The index may be presented in testimony, as a table embedded in testimony, as
an exhibit to testimony, or in any other manner so long as it is clearly
identified. Contemporaneously with the filing of an application, an electrical
corporation shall provide the following information and documents to the
parties specified in R746-700-1.E.3, unless the
information or document is already included in or with the
application.
B. All information
should be provided or available electronically and, in the case of Excel
spreadsheets, with all formulas intact including all hierarchy of linked
spreadsheets. The term "PCM" herein refers to any power cost model used by the
utility, or any subsequent enhancements to or replacements of the power cost
model used in the utility's last prior general rate case. The term "workpapers"

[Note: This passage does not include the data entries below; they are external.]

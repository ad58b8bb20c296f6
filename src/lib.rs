//! # strain-solver
//!
//! A library for classifying strain name labels against a catalog of known
//! strains and aliases.
//!
//! Dispensary intake data is full of creative spellings: the same strain
//! shows up as "AK-47", "ak47", or "AK 47", and genuinely new strains arrive
//! alongside typos of old ones. `strain-solver` decides which is which by
//! checking exact names and known aliases first, then falling back to fuzzy
//! matching over normalized Levenshtein similarity.
//!
//! ## Outcomes
//!
//! Every query produces exactly one [`Outcome`]:
//!
//! - **`ExistingStrain`**: the label is already a canonical entry
//! - **`KnownAlias`**: the label is a recorded alias of a canonical entry
//! - **`NewAlias`**: a single catalog entry matches above the threshold
//! - **`AmbiguousMatches`**: two or more entries tie at the best score
//! - **`NewStrain`**: nothing qualifies
//!
//! ## Example
//!
//! ```rust,no_run
//! use strain_solver::{classify_label, MatchingConfig, Outcome, StrainCatalog};
//!
//! // Load the embedded catalog of known strains
//! let catalog = StrainCatalog::load_embedded().unwrap();
//!
//! // Classify a label with the default thresholds
//! let outcome = classify_label("Mr. Grim", &catalog, MatchingConfig::default()).unwrap();
//!
//! match outcome {
//!     Outcome::NewAlias { canonical, score } => {
//!         println!("new alias of {canonical} ({:.0}%)", score * 100.0);
//!     }
//!     other => println!("{other:?}"),
//! }
//! ```
//!
//! ## Modules
//!
//! - [`catalog`]: Strain catalog storage and indexing
//! - [`core`]: Core data types for strains and outcomes
//! - [`matching`]: Classification engine and scoring algorithms
//! - [`cli`]: Command-line interface implementation

pub mod catalog;
pub mod cli;
pub mod core;
pub mod matching;

// Re-export commonly used types for convenience
pub use catalog::store::{CatalogError, StrainCatalog};
pub use core::strain::KnownStrain;
pub use core::types::{Confidence, Outcome};
pub use matching::engine::{
    classify_label, ClassifierEngine, ClassifyError, ConfigError, MatchingConfig, ScoredCandidate,
};
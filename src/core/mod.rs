//! Core data types for strains and classification outcomes.
//!
//! This module defines:
//!
//! - [`KnownStrain`]: a catalog entry with its canonical name and aliases
//! - [`Outcome`]: the five-way classification result for a query label
//! - [`Confidence`]: coarse confidence level derived from a similarity score
//!
//! [`KnownStrain`]: strain::KnownStrain
//! [`Outcome`]: types::Outcome
//! [`Confidence`]: types::Confidence

pub mod strain;
pub mod types;
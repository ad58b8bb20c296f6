use std::path::PathBuf;

use clap::Args;
use serde::Serialize;

use crate::catalog::store::StrainCatalog;
use crate::cli::OutputFormat;
use crate::core::types::{Confidence, Outcome};
use crate::matching::engine::{
    classify_label, MatchingConfig, DEFAULT_CONFIDENCE_THRESHOLD, DEFAULT_MAX_LENGTH_DIFF,
};
use crate::matching::normalize::clean;

#[derive(Args)]
pub struct ClassifyArgs {
    /// Label to classify
    #[arg(required = true)]
    pub label: String,

    /// Minimum similarity ratio (0-1) for a catalog name to count as a
    /// fuzzy candidate
    #[arg(long, default_value_t = DEFAULT_CONFIDENCE_THRESHOLD)]
    pub confidence_threshold: f64,

    /// Maximum relative length difference (0-1) between the label and a
    /// candidate name
    #[arg(long, default_value_t = DEFAULT_MAX_LENGTH_DIFF)]
    pub max_length_diff: f64,

    /// Path to custom catalog file
    #[arg(long)]
    pub catalog: Option<PathBuf>,
}

/// Serializable classification report for --format json
#[derive(Serialize)]
struct ClassifyReport<'a> {
    label: &'a str,
    normalized: String,
    #[serde(flatten)]
    outcome: &'a Outcome,
}

/// Execute classify subcommand
///
/// # Errors
///
/// Returns an error if the catalog cannot be loaded, the thresholds are out
/// of range, or the label is empty after normalization.
#[allow(clippy::needless_pass_by_value)] // CLI entry point, values from clap
pub fn run(args: ClassifyArgs, format: OutputFormat, verbose: bool) -> anyhow::Result<()> {
    let catalog = if let Some(path) = &args.catalog {
        StrainCatalog::load_from_file(path)?
    } else {
        StrainCatalog::load_embedded()?
    };

    if verbose {
        eprintln!(
            "Loaded catalog with {} strains and {} aliases",
            catalog.len(),
            catalog.alias_count()
        );
    }

    if catalog.is_empty() {
        eprintln!("Warning: catalog is empty; every label will classify as a new strain.");
    }

    let config = MatchingConfig {
        confidence_threshold: args.confidence_threshold,
        max_length_diff: args.max_length_diff,
    };

    let outcome = classify_label(&args.label, &catalog, config)?;

    match format {
        OutputFormat::Text => print_text_outcome(&args.label, &outcome),
        OutputFormat::Json => print_json_outcome(&args.label, &outcome)?,
        OutputFormat::Tsv => print_tsv_outcome(&args.label, &outcome),
    }

    Ok(())
}

fn print_text_outcome(label: &str, outcome: &Outcome) {
    match outcome {
        Outcome::ExistingStrain => {
            println!("'{label}' is a strain that already exists in the catalog");
        }
        Outcome::KnownAlias { canonical } => {
            println!("'{label}' is a known alias for '{canonical}'");
        }
        Outcome::NewAlias { canonical, score } => {
            println!(
                "'{label}' looks like a new alias for '{canonical}' ({:.1}% similar, {} confidence)",
                score * 100.0,
                Confidence::from_score(*score)
            );
        }
        Outcome::AmbiguousMatches { score, candidates } => {
            println!(
                "'{label}' is ambiguous; these tie at {:.1}% similarity:",
                score * 100.0
            );
            for candidate in candidates {
                println!("  - {candidate}");
            }
        }
        Outcome::NewStrain => {
            println!("'{label}' not found in strains or aliases; it looks like a new strain");
        }
    }
}

fn print_json_outcome(label: &str, outcome: &Outcome) -> anyhow::Result<()> {
    let report = ClassifyReport {
        label,
        normalized: clean(label),
        outcome,
    };
    println!("{}", serde_json::to_string_pretty(&report)?);
    Ok(())
}

fn print_tsv_outcome(label: &str, outcome: &Outcome) {
    println!("label\tkind\tcanonical\tscore");
    match outcome {
        Outcome::ExistingStrain => println!("{label}\texisting_strain\t{label}\t1"),
        Outcome::KnownAlias { canonical } => {
            println!("{label}\tknown_alias\t{canonical}\t1");
        }
        Outcome::NewAlias { canonical, score } => {
            println!("{label}\tnew_alias\t{canonical}\t{score}");
        }
        Outcome::AmbiguousMatches { score, candidates } => {
            for candidate in candidates {
                println!("{label}\tambiguous\t{candidate}\t{score}");
            }
        }
        Outcome::NewStrain => println!("{label}\tnew_strain\t\t0"),
    }
}
use std::path::Path;

fn main() {
    let catalog_path = Path::new("catalogs/strains.json");
    validate_catalog_file(catalog_path);
    set_build_dependencies();
}

fn validate_catalog_file(catalog_path: &Path) {
    // Ensure catalog exists at build time
    assert!(
        catalog_path.exists(),
        "\n\nCATALOG BUILD ERROR: File not found\n\
         Path: {}\n\
         Please create the catalog file before building.\n",
        catalog_path.display()
    );

    // Read catalog file
    let catalog_contents = std::fs::read_to_string(catalog_path).unwrap_or_else(|e| {
        panic!(
            "\n\nCATALOG BUILD ERROR: Failed to read file\n\
             Path: {}\n\
             Error: {e}\n",
            catalog_path.display()
        );
    });

    // Parse and validate JSON
    let catalog: serde_json::Value = serde_json::from_str(&catalog_contents).unwrap_or_else(|e| {
        panic!(
            "\n\nCATALOG BUILD ERROR: Invalid JSON\n\
             Path: {}\n\
             Error: {e}\n\
             Hint: Check for missing commas, brackets, or invalid syntax.\n",
            catalog_path.display()
        );
    });

    validate_catalog_structure(&catalog);
}

fn validate_catalog_structure(catalog: &serde_json::Value) {
    // Validate structure
    assert!(
        catalog.is_object(),
        "\n\nCATALOG BUILD ERROR: Root must be a JSON object\n\
         Got: {catalog}\n"
    );

    assert!(
        catalog.get("version").and_then(|v| v.as_str()).is_some(),
        "\n\nCATALOG BUILD ERROR: Missing 'version' field\n\
         The catalog must have a top-level 'version' string.\n"
    );

    let strains = catalog.get("strains").unwrap_or_else(|| {
        panic!(
            "\n\nCATALOG BUILD ERROR: Missing 'strains' field\n\
             The catalog must have a top-level 'strains' array.\n"
        );
    });

    let strains = strains.as_array().unwrap_or_else(|| {
        panic!(
            "\n\nCATALOG BUILD ERROR: 'strains' must be an array\n\
             Got: {strains}\n"
        );
    });

    let total_aliases = validate_strains(strains);

    println!(
        "cargo:warning=Validated catalog: {} strains, {total_aliases} total aliases",
        strains.len()
    );
}

fn validate_strains(strains: &[serde_json::Value]) -> usize {
    let mut seen_names = std::collections::HashSet::new();
    let mut seen_alias_keys = std::collections::HashSet::new();
    let mut total_aliases = 0;

    for (i, strain) in strains.iter().enumerate() {
        let name = strain.get("name").and_then(|v| v.as_str());
        assert!(
            name.is_some(),
            "\n\nCATALOG BUILD ERROR: Strain at index {i} missing 'name' field\n"
        );
        let name = name.unwrap();

        assert!(
            !name.trim().is_empty(),
            "\n\nCATALOG BUILD ERROR: Strain at index {i} has an empty 'name'\n"
        );

        // Canonical names are a set, unique by exact string equality
        assert!(
            seen_names.insert(name),
            "\n\nCATALOG BUILD ERROR: Duplicate strain name '{name}' (index {i})\n\
             Canonical names must be unique.\n"
        );

        total_aliases += validate_strain_aliases(strain, name, &mut seen_alias_keys);
    }

    total_aliases
}

fn validate_strain_aliases(
    strain: &serde_json::Value,
    name: &str,
    seen_alias_keys: &mut std::collections::HashSet<String>,
) -> usize {
    let Some(aliases) = strain.get("aliases") else {
        return 0;
    };

    let aliases = aliases.as_array().unwrap_or_else(|| {
        panic!(
            "\n\nCATALOG BUILD ERROR: Strain '{name}': 'aliases' must be an array\n\
             Got: {aliases}\n"
        );
    });

    for (j, alias) in aliases.iter().enumerate() {
        let alias = alias.as_str().unwrap_or_else(|| {
            panic!(
                "\n\nCATALOG BUILD ERROR: Strain '{name}' alias {j} must be a string\n\
                 Got: {alias}\n"
            );
        });

        // Same normalization the catalog applies at load time
        let key: String = alias
            .chars()
            .filter(char::is_ascii_alphanumeric)
            .map(|c| c.to_ascii_lowercase())
            .collect();

        assert!(
            !key.is_empty(),
            "\n\nCATALOG BUILD ERROR: Strain '{name}' alias '{alias}' normalizes to empty\n"
        );

        assert!(
            seen_alias_keys.insert(key),
            "\n\nCATALOG BUILD ERROR: Strain '{name}' alias '{alias}' collides with an earlier alias\n\
             Normalized alias keys must be unique across the catalog.\n"
        );
    }

    aliases.len()
}

fn set_build_dependencies() {
    // Tell cargo to rerun if catalog changes
    println!("cargo:rerun-if-changed=catalogs/strains.json");

    // Tell cargo to rerun if build.rs changes
    println!("cargo:rerun-if-changed=build.rs");
}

means the documents used to develop the inputs to the PCM. This may include
such items such as contracts, emails, white papers, studies, utility computer
programs, Excel spreadsheets, word process documents, pdf and text files,
computer programs, or any other data or documents relied upon to support the
cost details in the application. If the inputs used in the PCM were developed
from a document, such as a contract, provide the contract with the PCM inputs
highlighted.
C. Power Cost Modeling
Data:
1. Workpapers that show the source,
calculations and details supporting the testimony, other exhibits and all PCM
input data. The workpapers will include, at a minimum, copies of the net power
cost report in Excel and the net power cost model database.
2. Identification of the time periods
(Reference Period) used to determine input items (e.g., outage rates) in the
PCM which are based upon an examination, average, etc. of a multi-year
period.
3. Compilations of actual
net power costs produced by the utility that were referenced in the testimony
or exhibits, to the extent that actual power cost results are discussed or
cited in the utility's testimony or exhibits.
4. A list and explanation of all modeling or
logic changes or enhancements to the PCM that have been implemented since the
last prior general rate case. This will include a statement of the direction
and amount of change in net power costs resulting from each such change and
documentation describing each Material change as well as PCM runs and
workpapers quantifying the impacts of these changes.
5. Access to or a copy of the PCM model used
by the utility to compute power costs in the Test Period.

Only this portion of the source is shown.